En matière de littérature de jeunesse, Prague n’est pas seulement prétexte à mettre en scène le golem (censé être apparu vers 1600) comme c’est le cas dans les productions francophones. En effet Renata Štlcová a écrit nombre de romans dont l’action se déroule en particulier sous le règne de Charles IV (roi de Bohême et des Romains de 1346 à 1378), ceci nous est expliqué par Miraslova Novotna. Olivier Wicky évoque le titre La Nouvelle Croisade des enfants d’Henry Bordeaux daté de 1913 où les enfants se rendent à Rome en ce début du XXe siècle, ce n’est donc pas un roman historique à sa sortie et il n’a d’intérêt pour notre sujet que parce que son action trouve ses prémisses dans le récit de la Croisade des enfants en classe. Bien connu dans l’univers de la BD, entre autre pour son active participation au journal Le Téméraire (caractérisé par une forte dose de propagande contre la Résistance, les juifs, les communistes et les Anglo-américains), Erik l’est aussi par ses romans de chevalerie ; Hélène Gallée démonte l’univers fictionnel de cet auteur. Si Mélusine est connue dans le domaine de la BD (à la fois pour son personnage historique et surtout pour la jeune sorcière créée ex nihilo par François Gilson et Clarke), elle a aussi été prétexte à quelques romans historiques, Myriam White-Le Goff s’était déjà penchée sur la question en 2010 et y revient encore.

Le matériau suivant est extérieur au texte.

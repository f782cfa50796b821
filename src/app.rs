use std::path::PathBuf;

use eframe::egui;

use crate::state::AppState;
use crate::ui::{panels, plot, table};

// ---------------------------------------------------------------------------
// eframe App implementation
// ---------------------------------------------------------------------------

#[derive(Default)]
pub struct MovieAnalyzerApp {
    pub state: AppState,
}

impl MovieAnalyzerApp {
    /// Start the app, optionally loading a dataset given on the command line.
    pub fn new(initial_path: Option<PathBuf>) -> Self {
        let mut app = Self::default();
        if let Some(path) = initial_path {
            app.state.load_path(&path);
        }
        app
    }
}

impl eframe::App for MovieAnalyzerApp {
    fn update(&mut self, ctx: &egui::Context, _frame: &mut eframe::Frame) {
        // ---- Top panel: menu bar ----
        egui::TopBottomPanel::top("top_bar").show(ctx, |ui| {
            panels::top_bar(ui, &mut self.state);
        });

        // ---- Bottom panel: status bar ----
        egui::TopBottomPanel::bottom("status_bar").show(ctx, |ui| {
            panels::status_bar(ui, &self.state);
        });

        // ---- Left side panel: queries ----
        egui::SidePanel::left("query_panel")
            .default_width(220.0)
            .resizable(true)
            .show(ctx, |ui| {
                panels::side_panel(ui, &mut self.state);
            });

        // ---- Right side panel: genre chart ----
        egui::SidePanel::right("chart_panel")
            .default_width(320.0)
            .resizable(true)
            .show(ctx, |ui| {
                ui.heading("Genres");
                ui.separator();
                plot::genre_chart(ui, &self.state);
            });

        // ---- Central panel: output log above the results table ----
        egui::CentralPanel::default().show(ctx, |ui| {
            egui::TopBottomPanel::bottom("results_panel")
                .resizable(true)
                .default_height(220.0)
                .show_inside(ui, |ui| {
                    table::results_table(ui, &self.state);
                });
            panels::output_log(ui, &self.state);
        });

        panels::error_window(ctx, &mut self.state);
    }
}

La deuxième partie et la troisième partie occupent en gros ensemble le tiers de l’ouvrage, elles relatent des expériences en classe de lecture de romans historiques (dont au cours moyen une autour de quelques ouvrages évoquant Aliénor d’Aquitaine) et donne la parole à quatre auteurs de romans historiques, à savoir Jean-Pierre Tusseau, Anne Pouget, Marion Poirson-Dechonne et Pat Van Beirs. Si personnellement nous avions un auteur vivant et un éditeur actuel à recommander en matière de roman historique, pas uniquement pour l'univers médiéval, ce serait Margot Bruyère dans le premier cas et Oskar dans le second. Signalons que Bernard Solet, mort le 4 février 2017, fut l’auteur phare en matière de romans historiques en France pour la seconde moitié du XXe siècle.